Kidlat was with us at the Folk Arts Theater on the exact centennial of the Katipunan founding (July 7, 1992) when we held for the very first time a solemn ceremony called "Pagtitipon ng mga Anak ng Bayan." Having been held in various parts of the country and even overseas for the last three years, that ceremony and its very short "Pasilip" version have brought together no less than 3,500 people to get to know the shining lessons of the Kartilya ng Katipunan and to swear to live by and propagate those lessons.
Kidlat, who has led in the formulation of a child-friendly version of the Kartilya, was not at all surprised that as speaker and panelist in such a conference that sought the promotion of positive values my topic would highlight the Kartilya.
And I was not at all surprised that my filmmaker friend would speak more by the audio-visual language of his creation than by circumlocutions of the tongue. What struck me was his topic: a contraposition between John Hay and Macli-ing Dulag. The contraposition, I felt, was a masterstroke.
When the Reyes family (of which I am the sixth living child) was staying in Baguio back in the mid-60s, we lived right across one of the gates to Camp John Hay. In fact we got to move to Baguio because my eldest brother was an Elvis Presley-type singer at "Halfway House" at the heart of that camp's golf course. As the years passed, I got to realize the implication of continued foreign military presence in our country and got to know that John Hay Airbase covered about a third of the city's territory. It was only very much later that I got to know who John Hay was, the Secretary of State who was responsible for the hypocritically-titled but unabashedly colonial U.S. policy called "Benevolent Assimilation."
I was struck by the contraposition with Macli-ing Dulag. Here was a man who had enough strength of culture and character to dare defy a dictatorship to fight off a mammoth dam project that would have somehow given more electricity and glitter to Baguio and other cities but would have flooded out fast the Cordillera indigenous peoples' culture and their physical bodies.

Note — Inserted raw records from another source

//! One-shot color resolution

use std::sync::Arc;

use anyhow::{bail, Result};
use tracing::warn;

use huectl::resolver::{resolve_explicit, CommandSearch, NoSearch, Resolver, Search};
use huectl::theme::current_theme;
use huectl::Config;

/// Build the name resolver described by `config`.
///
/// An empty `search.command` is not an error: name lookups then fail as
/// not available while explicit triples still work.
pub fn build_resolver(config: &Config) -> Resolver {
    let search: Arc<dyn Search> =
        match CommandSearch::from_argv(&config.search.command, config.search_timeout()) {
            Some(search) => Arc::new(search),
            None => {
                warn!("search.command is empty; color names cannot be looked up");
                Arc::new(NoSearch)
            }
        };
    Resolver::with_timeout(search, config.search_timeout())
}

/// Resolve `payload` and print the triple.
///
/// Payloads containing a comma are parsed as `R,G,B`; anything else is
/// looked up by name.
#[cfg(not(tarpaulin_include))]
pub fn handle(config: &Config, payload: &str) -> Result<()> {
    let theme = current_theme();

    let resolved = if payload.contains(',') {
        resolve_explicit(payload)
    } else {
        build_resolver(config).resolve_by_name(payload)
    };

    match resolved {
        Ok(color) => {
            println!(
                "{} #{:02x}{:02x}{:02x}",
                theme.accent_text(&color.to_string()),
                color.r,
                color.g,
                color.b
            );
            Ok(())
        }
        Err(e) => bail!("Could not resolve '{}': {}", payload, e),
    }
}
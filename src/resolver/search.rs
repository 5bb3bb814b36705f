//! Search backends used to look color names up.

use std::process::Command;
use std::sync::mpsc;
use std::sync::Arc;
use std::thread;
use std::time::Duration;

use crate::process::{command_exists, run_with_timeout};

/// Errors from a search backend.
#[derive(Debug, Clone, PartialEq, Eq, thiserror::Error)]
pub enum SearchError {
    #[error("search backend not available: {0}")]
    NotAvailable(String),

    #[error("search timed out after {0:?}")]
    Timeout(Duration),

    #[error("search command exited with code {code}: {stderr}")]
    ExitCode { code: i32, stderr: String },

    #[error("search failed: {0}")]
    Failed(String),
}

/// Free-text search: a query in, unstructured text out.
///
/// Nothing is assumed about the returned text; it may or may not contain a
/// usable triple.
pub trait Search: Send + Sync {
    /// Human-readable backend name for logs.
    fn name(&self) -> &'static str;

    /// Run one query.
    fn search(&self, query: &str) -> Result<String, SearchError>;
}

/// Run `search` on a worker thread and give up after `timeout`.
///
/// A backend that hangs is abandoned, not cancelled: its thread keeps running
/// until the backend returns, and the late result is dropped.
pub fn search_with_timeout(
    search: Arc<dyn Search>,
    query: &str,
    timeout: Duration,
) -> Result<String, SearchError> {
    let (result_tx, result_rx) = mpsc::channel();
    let query = query.to_string();

    thread::Builder::new()
        .name("color-lookup".to_string())
        .spawn(move || {
            // Ignore send errors (caller may have timed out)
            let _ = result_tx.send(search.search(&query));
        })
        .map_err(|e| SearchError::Failed(format!("failed to spawn lookup thread: {}", e)))?;

    match result_rx.recv_timeout(timeout) {
        Ok(result) => result,
        Err(mpsc::RecvTimeoutError::Timeout) => Err(SearchError::Timeout(timeout)),
        Err(mpsc::RecvTimeoutError::Disconnected) => {
            Err(SearchError::Failed("lookup thread exited without a result".to_string()))
        }
    }
}

/// Search by running an external command with the query as its last argument.
///
/// Works with any CLI that prints results to stdout, e.g. `ddgr --json`.
#[derive(Debug, Clone)]
pub struct CommandSearch {
    program: String,
    args: Vec<String>,
    timeout: Duration,
}

impl CommandSearch {
    /// Create from a full argv; the first element is the program.
    ///
    /// Returns `None` for an empty argv.
    pub fn from_argv(argv: &[String], timeout: Duration) -> Option<Self> {
        let (program, args) = argv.split_first()?;
        Some(Self {
            program: program.clone(),
            args: args.to_vec(),
            timeout,
        })
    }

    /// The program that will be invoked.
    pub fn program(&self) -> &str {
        &self.program
    }
}

impl Search for CommandSearch {
    fn name(&self) -> &'static str {
        "command"
    }

    fn search(&self, query: &str) -> Result<String, SearchError> {
        if !command_exists(&self.program) {
            return Err(SearchError::NotAvailable(format!(
                "{} not found in PATH",
                self.program
            )));
        }

        let output = run_with_timeout(
            Command::new(&self.program).args(&self.args).arg(query),
            self.timeout,
        )
        .map_err(|e| match e.kind() {
            std::io::ErrorKind::TimedOut => SearchError::Timeout(self.timeout),
            _ => SearchError::Failed(e.to_string()),
        })?;

        if output.status.success() {
            Ok(String::from_utf8_lossy(&output.stdout).to_string())
        } else {
            Err(SearchError::ExitCode {
                code: output.status.code().unwrap_or(-1),
                stderr: String::from_utf8_lossy(&output.stderr).trim().to_string(),
            })
        }
    }
}

/// Stand-in used when no search command is configured.
///
/// Every lookup fails as not available, so explicit triples keep working.
#[derive(Debug, Clone, Copy, Default)]
pub struct NoSearch;

impl Search for NoSearch {
    fn name(&self) -> &'static str {
        "none"
    }

    fn search(&self, _query: &str) -> Result<String, SearchError> {
        Err(SearchError::NotAvailable(
            "no search command configured".to_string(),
        ))
    }
}
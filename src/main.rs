//! huectl command-line entry point

mod commands;

use std::path::PathBuf;

use anyhow::Result;
use clap::{Args, Parser, Subcommand};
use once_cell::sync::Lazy;

use huectl::agent::AgentKind;
use huectl::{logging, Config};

/// Version string: `0.1.0 (abc1234, 2026-01-01)` for dev builds.
static VERSION: Lazy<String> = Lazy::new(|| {
    let date = env!("VERGEN_BUILD_DATE");
    match option_env!("VERGEN_GIT_SHA") {
        // Outside a git checkout vergen emits a placeholder instead of a SHA
        Some(sha) if !sha.is_empty() && sha != "VERGEN_IDEMPOTENT_OUTPUT" => {
            let short = sha.get(..7).unwrap_or(sha);
            format!("{} ({}, {})", env!("CARGO_PKG_VERSION"), short, date)
        }
        _ => format!("{} ({})", env!("CARGO_PKG_VERSION"), date),
    }
});

#[derive(Parser)]
#[command(
    name = "huectl",
    version = VERSION.as_str(),
    about = "Set a display background and an LED strip from color commands",
    long_about = "Set a display background and an LED strip from color commands.\n\n\
                  Type a color name (\"make it teal\") or an RGB value (\"set to 0,255,0\").\n\
                  Names are looked up with the configured search command.\n\
                  Type 'exit' or 'quit' to stop."
)]
pub struct Cli {
    /// Config file (default: <config dir>/huectl/config.toml)
    #[arg(long, global = true, value_name = "PATH")]
    config: Option<PathBuf>,

    #[command(subcommand)]
    command: Option<Commands>,
}

#[derive(Subcommand)]
enum Commands {
    /// Start the interactive session and render loop (default)
    Run(RunArgs),

    /// Resolve a color name or R,G,B triple and print it
    Resolve {
        /// Color name (e.g. "teal") or triple (e.g. "0,128,128")
        #[arg(value_name = "COLOR")]
        payload: String,
    },

    /// Inspect configuration
    #[command(subcommand)]
    Config(ConfigCommands),

    /// Generate shell completions
    Completions {
        #[arg(value_enum)]
        shell: clap_complete::Shell,
    },
}

#[derive(Subcommand)]
enum ConfigCommands {
    /// Show the effective configuration as TOML
    Show,
    /// Print the default config file path
    Path,
}

/// Flags that override the config file for `run`.
#[derive(Args, Default, Debug, Clone)]
pub struct RunArgs {
    /// Render period in milliseconds
    #[arg(long, value_name = "MS")]
    pub tick_ms: Option<u64>,

    /// Agent that interprets commands
    #[arg(long, value_enum)]
    pub agent: Option<AgentKind>,

    /// Do not paint the terminal background
    #[arg(long)]
    pub no_display: bool,

    /// Adalight LED strip device (e.g. /dev/ttyUSB0)
    #[arg(long, value_name = "PATH")]
    pub strip_device: Option<String>,

    /// Color lookup timeout in seconds
    #[arg(long, value_name = "SECS")]
    pub search_timeout: Option<u64>,
}

impl RunArgs {
    /// Apply the flags on top of `config`.
    pub fn apply(&self, mut config: Config) -> Config {
        if let Some(tick_ms) = self.tick_ms {
            config.render.tick_ms = tick_ms;
        }
        if let Some(agent) = self.agent {
            config.agent.backend = agent;
        }
        if self.no_display {
            config.display.enabled = false;
        }
        if let Some(device) = &self.strip_device {
            config.strip.device = device.clone();
        }
        if let Some(secs) = self.search_timeout {
            config.search.timeout_secs = secs;
        }
        config
    }
}

fn load_config(path: Option<&PathBuf>) -> Result<Config> {
    Ok(match path {
        Some(path) => Config::load_from(path)?,
        None => Config::load()?,
    })
}

fn main() -> Result<()> {
    let cli = Cli::parse();

    match cli.command {
        Some(Commands::Completions { shell }) => {
            commands::completions::handle(shell);
            Ok(())
        }
        Some(Commands::Config(ConfigCommands::Path)) => commands::config::handle_path(),
        command => {
            let config = load_config(cli.config.as_ref())?;
            logging::init(&config.log)?;

            match command {
                Some(Commands::Resolve { payload }) => {
                    commands::resolve::handle(&config, &payload)
                }
                Some(Commands::Config(ConfigCommands::Show)) => {
                    commands::config::handle_show(&config)
                }
                Some(Commands::Run(args)) => commands::run::handle(args.apply(config)),
                _ => commands::run::handle(config),
            }
        }
    }
}
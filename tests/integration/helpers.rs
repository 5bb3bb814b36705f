//! Shared test doubles and utilities

use std::io::{self, Read};
use std::sync::mpsc::{self, Receiver, Sender};
use std::sync::{Arc, Mutex};
use std::thread;
use std::time::{Duration, Instant};

use huectl::render::{DisplaySurface, LightStrip, SinkError};
use huectl::resolver::{Search, SearchError};
use huectl::RgbColor;

/// Every color a recording sink was asked to show, in order.
pub type Pushes = Arc<Mutex<Vec<RgbColor>>>;

/// Display surface that records presented colors.
pub struct RecordingSurface {
    staged: Option<RgbColor>,
    pushes: Pushes,
}

impl RecordingSurface {
    pub fn new() -> (Self, Pushes) {
        let pushes = Pushes::default();
        (
            Self {
                staged: None,
                pushes: Arc::clone(&pushes),
            },
            pushes,
        )
    }
}

impl DisplaySurface for RecordingSurface {
    fn name(&self) -> &'static str {
        "recording-surface"
    }

    fn set_background(&mut self, color: RgbColor) -> Result<(), SinkError> {
        self.staged = Some(color);
        Ok(())
    }

    fn present(&mut self) -> Result<(), SinkError> {
        if let Some(color) = self.staged {
            self.pushes.lock().unwrap().push(color);
        }
        Ok(())
    }
}

/// Light strip that records flushed colors and can fail a number of flushes.
pub struct RecordingStrip {
    staged: Option<RgbColor>,
    pushes: Pushes,
    failures_left: u32,
}

impl RecordingStrip {
    pub fn new() -> (Self, Pushes) {
        Self::failing(0)
    }

    /// Strip whose first `failures` flushes are rejected.
    pub fn failing(failures: u32) -> (Self, Pushes) {
        let pushes = Pushes::default();
        (
            Self {
                staged: None,
                pushes: Arc::clone(&pushes),
                failures_left: failures,
            },
            pushes,
        )
    }
}

impl LightStrip for RecordingStrip {
    fn name(&self) -> &'static str {
        "recording-strip"
    }

    fn set_all(&mut self, color: RgbColor) -> Result<(), SinkError> {
        self.staged = Some(color);
        Ok(())
    }

    fn flush(&mut self) -> Result<(), SinkError> {
        if self.failures_left > 0 {
            self.failures_left -= 1;
            return Err(SinkError::WriteFailed {
                sink: "recording-strip",
                message: "device busy".to_string(),
            });
        }
        if let Some(color) = self.staged {
            self.pushes.lock().unwrap().push(color);
        }
        Ok(())
    }
}

/// Search backend that always returns the same text.
pub struct CannedSearch(pub &'static str);

impl Search for CannedSearch {
    fn name(&self) -> &'static str {
        "canned"
    }

    fn search(&self, _query: &str) -> Result<String, SearchError> {
        Ok(self.0.to_string())
    }
}

/// Search backend that never answers in time.
pub struct HangingSearch;

impl Search for HangingSearch {
    fn name(&self) -> &'static str {
        "hanging"
    }

    fn search(&self, _query: &str) -> Result<String, SearchError> {
        thread::sleep(Duration::from_secs(3));
        Ok("1, 2, 3".to_string())
    }
}

/// Reader fed line by line from the test, so a session can be kept open.
pub struct ChannelReader {
    rx: Receiver<Vec<u8>>,
    buf: Vec<u8>,
    pos: usize,
}

impl ChannelReader {
    pub fn new() -> (Self, Sender<Vec<u8>>) {
        let (tx, rx) = mpsc::channel();
        (
            Self {
                rx,
                buf: Vec::new(),
                pos: 0,
            },
            tx,
        )
    }
}

impl Read for ChannelReader {
    fn read(&mut self, out: &mut [u8]) -> io::Result<usize> {
        if self.pos >= self.buf.len() {
            match self.rx.recv() {
                Ok(chunk) => {
                    self.buf = chunk;
                    self.pos = 0;
                }
                // Sender dropped: end of input
                Err(_) => return Ok(0),
            }
        }
        let n = out.len().min(self.buf.len() - self.pos);
        out[..n].copy_from_slice(&self.buf[self.pos..self.pos + n]);
        self.pos += n;
        Ok(n)
    }
}

/// Poll `condition` until it holds or `timeout` passes.
pub fn wait_until(timeout: Duration, mut condition: impl FnMut() -> bool) -> bool {
    let deadline = Instant::now() + timeout;
    while Instant::now() < deadline {
        if condition() {
            return true;
        }
        thread::sleep(Duration::from_millis(2));
    }
    condition()
}

/// Last color a recording sink saw.
pub fn last(pushes: &Pushes) -> Option<RgbColor> {
    pushes.lock().unwrap().last().copied()
}
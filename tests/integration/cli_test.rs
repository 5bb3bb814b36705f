//! Integration tests for the huectl binary

use std::fs;
use std::path::{Path, PathBuf};

use assert_cmd::Command;
use predicates::prelude::*;
use tempfile::TempDir;

/// Write a config file into a temp dir. Logging is silenced so stderr only
/// carries real errors.
fn config_file(extra: &str) -> (TempDir, PathBuf) {
    let dir = TempDir::new().unwrap();
    let path = dir.path().join("config.toml");
    fs::write(&path, format!("[log]\nlevel = \"off\"\n\n{}", extra)).unwrap();
    (dir, path)
}

fn huectl(config: &Path) -> Command {
    let mut cmd = Command::cargo_bin("huectl").unwrap();
    cmd.env("NO_COLOR", "1")
        .env_remove("RUST_LOG")
        .arg("--config")
        .arg(config);
    cmd
}

// ============================================================================
// Help Output Tests
// ============================================================================

#[test]
fn help_exits_0_and_describes_tool() {
    Command::cargo_bin("huectl")
        .unwrap()
        .arg("--help")
        .assert()
        .success()
        .stdout(predicate::str::contains("LED strip"))
        .stdout(predicate::str::contains("resolve"));
}

#[test]
fn run_help_lists_overrides() {
    Command::cargo_bin("huectl")
        .unwrap()
        .args(["run", "--help"])
        .assert()
        .success()
        .stdout(predicate::str::contains("--tick-ms"))
        .stdout(predicate::str::contains("--strip-device"));
}

// ============================================================================
// Resolve Tests
// ============================================================================

#[test]
fn resolve_explicit_triple_prints_color_and_hex() {
    let (_dir, config) = config_file("");
    huectl(&config)
        .args(["resolve", "0, 128,128"])
        .assert()
        .success()
        .stdout("(0, 128, 128) #008080\n");
}

#[test]
fn resolve_out_of_range_fails() {
    let (_dir, config) = config_file("");
    huectl(&config)
        .args(["resolve", "300,0,0"])
        .assert()
        .code(1)
        .stderr(predicate::str::contains("out of range"));
}

#[cfg(unix)]
#[test]
fn resolve_name_uses_configured_search_command() {
    let (_dir, config) = config_file(
        "[search]\ncommand = [\"echo\", \"Teal hex #008080, rgb 0, 128, 128\"]\ntimeout_secs = 5\n",
    );
    huectl(&config)
        .args(["resolve", "teal"])
        .assert()
        .success()
        .stdout("(0, 128, 128) #008080\n");
}

#[cfg(unix)]
#[test]
fn resolve_name_without_triple_fails() {
    let (_dir, config) = config_file("[search]\ncommand = [\"echo\", \"no idea\"]\n");
    huectl(&config)
        .args(["resolve", "mauve"])
        .assert()
        .code(1)
        .stderr(predicate::str::contains("no RGB triple found"));
}

#[cfg(unix)]
#[test]
fn resolve_accepts_huge_search_timeout() {
    let (_dir, config) = config_file(
        "[search]\ncommand = [\"echo\", \"rgb 1, 2, 3\"]\ntimeout_secs = 9223372036854775807\n",
    );
    huectl(&config)
        .args(["resolve", "navy"])
        .assert()
        .success()
        .stdout("(1, 2, 3) #010203\n");
}

#[test]
fn resolve_name_without_search_command_fails_as_lookup() {
    let (_dir, config) = config_file("[search]\ncommand = []\n");
    huectl(&config)
        .args(["resolve", "teal"])
        .assert()
        .code(1)
        .stderr(predicate::str::contains("color lookup failed"));
}

// ============================================================================
// Interactive Session Tests
// ============================================================================

#[test]
fn run_applies_commands_and_exits_cleanly() {
    let (_dir, config) = config_file("[render]\ntick_ms = 5\n");
    huectl(&config)
        .args(["run", "--no-display"])
        .write_stdin("set to 0,255,0\nset to 1,2,300\nexit\n")
        .assert()
        .success()
        .stdout(predicate::str::contains("AI: Set color to RGB: (0, 255, 0)"))
        .stdout(predicate::str::contains("blue channel is 300"))
        .stdout(predicate::str::ends_with("Goodbye!\n"));
}

#[test]
fn run_without_search_command_still_applies_triples() {
    let (_dir, config) = config_file("[search]\ncommand = []\n");
    huectl(&config)
        .args(["run", "--no-display", "--tick-ms", "5"])
        .write_stdin("set to 4,5,6\nmake it teal\nexit\n")
        .assert()
        .success()
        .stdout(predicate::str::contains("AI: Set color to RGB: (4, 5, 6)"))
        .stdout(predicate::str::contains("Could not look up 'teal'"));
}

#[test]
fn run_is_the_default_command() {
    let (_dir, config) = config_file("");
    huectl(&config)
        .write_stdin("quit\n")
        .assert()
        .success()
        .stdout(predicate::str::contains("Goodbye!"));
}

#[test]
fn missing_strip_device_is_fatal() {
    let (dir, config) = config_file("");
    let device = dir.path().join("no-such-tty");
    huectl(&config)
        .args(["run", "--strip-device"])
        .arg(&device)
        .write_stdin("exit\n")
        .assert()
        .code(1)
        .stderr(predicate::str::contains("Failed to open LED strip"));
}

#[test]
fn strip_device_receives_adalight_frames() {
    let (dir, config) = config_file("[strip]\nled_count = 2\nbrightness = 1.0\nclear_on_exit = true\n");
    let device = dir.path().join("strip.bin");
    fs::write(&device, b"").unwrap();

    huectl(&config)
        .args(["run", "--no-display", "--tick-ms", "5", "--strip-device"])
        .arg(&device)
        .write_stdin("set to 10,20,30\nexit\n")
        .assert()
        .success();

    let bytes = fs::read(&device).unwrap();
    assert!(bytes.starts_with(b"Ada"));
    // Teardown blanks the strip
    assert!(bytes.ends_with(&[0, 0, 0, 0, 0, 0]));
}

// ============================================================================
// Config Tests
// ============================================================================

#[test]
fn config_show_prints_effective_toml() {
    let (_dir, config) = config_file("[render]\ntick_ms = 20\n");
    huectl(&config)
        .args(["config", "show"])
        .assert()
        .success()
        .stdout(predicate::str::contains("[render]"))
        .stdout(predicate::str::contains("tick_ms = 20"));
}

#[test]
fn invalid_config_file_is_reported() {
    let (_dir, config) = config_file("[render]\ntick_ms = \"fast\"\n");
    huectl(&config)
        .args(["config", "show"])
        .assert()
        .code(1)
        .stderr(predicate::str::contains("Invalid config"));
}
//! Interactive command session.
//!
//! Reads operator lines, hands them to the agent, prints the agent's answer,
//! and owns shutdown: an exit keyword (or end of input) prints a farewell and
//! triggers the [`ShutdownSignal`] the render loop is watching.

use std::io::{self, BufRead, Write};

use tracing::{debug, warn};

use crate::agent::Agent;
use crate::command::Command;
use crate::dispatch::Dispatcher;
use crate::shutdown::ShutdownSignal;
use crate::theme::Theme;

/// Printed when the session ends.
pub const FAREWELL: &str = "Goodbye!";

/// How a session ended.
#[derive(Debug, Clone, Copy, PartialEq, Eq)]
pub enum SessionOutcome {
    /// Operator typed an exit keyword.
    Exited,
    /// Input stream closed.
    EndOfInput,
    /// Shutdown was requested elsewhere (e.g. Ctrl-C).
    Interrupted,
}

/// Line-oriented loop between the operator and the agent.
pub struct CommandSession<R: BufRead, W: Write> {
    input: R,
    output: W,
    agent: Box<dyn Agent>,
    dispatcher: Dispatcher,
    shutdown: ShutdownSignal,
    theme: Theme,
    show_prompt: bool,
}

impl<R: BufRead, W: Write> CommandSession<R, W> {
    pub fn new(
        input: R,
        output: W,
        agent: Box<dyn Agent>,
        dispatcher: Dispatcher,
        shutdown: ShutdownSignal,
    ) -> Self {
        Self {
            input,
            output,
            agent,
            dispatcher,
            shutdown,
            theme: Theme::plain(),
            show_prompt: false,
        }
    }

    /// Use `theme` for output coloring.
    pub fn with_theme(mut self, theme: Theme) -> Self {
        self.theme = theme;
        self
    }

    /// Print a `You: ` prompt before each read.
    pub fn with_prompt(mut self, show_prompt: bool) -> Self {
        self.show_prompt = show_prompt;
        self
    }

    /// Consume the session and return the output writer (for tests).
    pub fn into_output(self) -> W {
        self.output
    }

    /// Run until exit, end of input, or external shutdown.
    ///
    /// Shutdown is always triggered before this returns, including when
    /// reading or writing fails or the agent panics.
    pub fn run(&mut self) -> io::Result<SessionOutcome> {
        let _trigger = TriggerOnDrop(self.shutdown.clone());
        self.run_inner()
    }

    fn run_inner(&mut self) -> io::Result<SessionOutcome> {
        writeln!(
            self.output,
            "{}",
            self.theme.secondary_text(&format!(
                "Agent: {}. Type a color or 'exit' to quit.",
                self.agent.name()
            ))
        )?;

        let mut line = String::new();
        loop {
            if self.shutdown.is_triggered() {
                return Ok(SessionOutcome::Interrupted);
            }

            if self.show_prompt {
                write!(self.output, "{}", self.theme.primary_text("You: "))?;
                self.output.flush()?;
            }

            line.clear();
            if self.input.read_line(&mut line)? == 0 {
                self.farewell()?;
                return Ok(SessionOutcome::EndOfInput);
            }

            let request = line.trim();
            if request.is_empty() {
                continue;
            }
            if let Some(Command::Terminate) = Command::control(request) {
                self.farewell()?;
                return Ok(SessionOutcome::Exited);
            }

            debug!(agent = self.agent.name(), %request, "forwarding to agent");
            match self.agent.respond(request, &self.dispatcher) {
                Ok(reply) => {
                    writeln!(self.output, "{}", self.theme.accent_text(&format!("AI: {}", reply)))?
                }
                Err(e) => {
                    warn!(agent = self.agent.name(), error = %e, "agent request failed");
                    writeln!(self.output, "{}", self.theme.error_text(&format!("Error: {}", e)))?
                }
            }
            self.output.flush()?;
        }
    }

    fn farewell(&mut self) -> io::Result<()> {
        writeln!(self.output, "{}", self.theme.secondary_text(FAREWELL))?;
        self.output.flush()
    }
}

/// Triggers shutdown when dropped, so unwinding out of the session still
/// stops the render loop.
struct TriggerOnDrop(ShutdownSignal);

impl Drop for TriggerOnDrop {
    fn drop(&mut self) {
        self.0.trigger();
    }
}
//! Render loop resilience against failing sinks

use std::sync::Arc;
use std::thread;
use std::time::Duration;

use huectl::render::HeadlessSurface;
use huectl::{Dispatcher, DisplayState, RenderLoop, Resolver, RgbColor, ShutdownSignal};

use crate::helpers::{last, wait_until, HangingSearch, RecordingStrip, RecordingSurface};

#[test]
fn transient_strip_failure_is_retried_with_current_state() {
    let state = Arc::new(DisplayState::default());
    let (strip, pushes) = RecordingStrip::failing(1);
    let mut render = RenderLoop::new(
        Arc::clone(&state),
        Box::new(HeadlessSurface::new()),
        Box::new(strip),
        ShutdownSignal::new(),
    );

    state.write(RgbColor::new(200, 10, 10));
    render.tick();
    assert!(pushes.lock().unwrap().is_empty());

    state.write(RgbColor::new(10, 200, 10));
    render.tick();

    assert_eq!(*pushes.lock().unwrap(), vec![RgbColor::new(10, 200, 10)]);
    assert_eq!(render.report().failed_pushes, 1);
    assert_eq!(state.read().color, RgbColor::new(10, 200, 10));
    assert_eq!(state.read().version, 2);
}

#[test]
fn persistent_failures_do_not_stop_the_loop() {
    let state = Arc::new(DisplayState::default());
    let shutdown = ShutdownSignal::new();
    let (surface, surface_pushes) = RecordingSurface::new();
    let (strip, strip_pushes) = RecordingStrip::failing(5);
    let mut render = RenderLoop::new(state, Box::new(surface), Box::new(strip), shutdown.clone())
        .with_period(Duration::from_millis(2));
    let handle = thread::spawn(move || render.run());

    assert!(wait_until(Duration::from_secs(2), || {
        last(&strip_pushes) == Some(RgbColor::WHITE)
    }));
    shutdown.trigger();
    let report = handle.join().unwrap();

    assert_eq!(report.failed_pushes, 5);
    assert!(report.ticks > 5);
    assert!(surface_pushes.lock().unwrap().len() as u64 >= report.ticks - 1);
}

#[test]
fn shutdown_is_observed_within_a_tick() {
    let shutdown = ShutdownSignal::new();
    let mut render = RenderLoop::new(
        Arc::new(DisplayState::default()),
        Box::new(HeadlessSurface::new()),
        Box::new(RecordingStrip::new().0),
        shutdown.clone(),
    )
    .with_period(Duration::from_millis(500));
    let handle = thread::spawn(move || render.run());

    thread::sleep(Duration::from_millis(50));
    let triggered = std::time::Instant::now();
    shutdown.trigger();
    handle.join().unwrap();
    // Woken by the signal rather than the next 500ms tick
    assert!(triggered.elapsed() < Duration::from_millis(400));
}

#[test]
fn slow_name_lookup_does_not_stall_rendering() {
    let state = Arc::new(DisplayState::default());
    let shutdown = ShutdownSignal::new();
    let (surface, surface_pushes) = RecordingSurface::new();
    let (strip, _) = RecordingStrip::new();
    let mut render = RenderLoop::new(
        Arc::clone(&state),
        Box::new(surface),
        Box::new(strip),
        shutdown.clone(),
    )
    .with_period(Duration::from_millis(5));
    let render_thread = thread::spawn(move || render.run());

    let dispatcher = Dispatcher::new(
        Arc::clone(&state),
        Resolver::with_timeout(Arc::new(HangingSearch), Duration::from_secs(1)),
    );
    let lookup = thread::spawn(move || dispatcher.set_by_name("teal"));

    // Let the lookup get going, then watch the render loop while it hangs
    thread::sleep(Duration::from_millis(50));
    let before = surface_pushes.lock().unwrap().len();
    thread::sleep(Duration::from_millis(300));
    let during = surface_pushes.lock().unwrap().len();
    assert!(!lookup.is_finished(), "lookup should still be in flight");
    assert!(during >= before + 10, "render stalled: {} -> {}", before, during);

    let message = lookup.join().unwrap();
    assert!(message.starts_with("Could not look up 'teal'"), "{}", message);
    assert_eq!(state.read().version, 0);

    shutdown.trigger();
    let report = render_thread.join().unwrap();
    assert!(report.ticks > during as u64);
}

Readers of this Sense of History syndicated column in other places other than Baguio are not expected to be very familiar with Apo Macli-ing and his heroic leadership; but I expect most of my Baguio Midland Courier readers to know him well, even admire him even if grudgingly. But of course, I would not be surprised if more Filipinos would appreciate more the logic of the policy authored by John Hay, and the amenities displayed in the former military base in Baguio that continues to bear his name, the logic of glittering amenities that can easily seduce us into applauding the proposed transformation of that place into a polished enclave of commercialism and environmental destruction. But, the memory of Macli-ing Dulag and his strength of resistance to temptations of money is apparently still apparently very much alive today. At least in Baguio.
And I thank my "silent lightning" friend for sparking all these thoughts, and more, in my mind.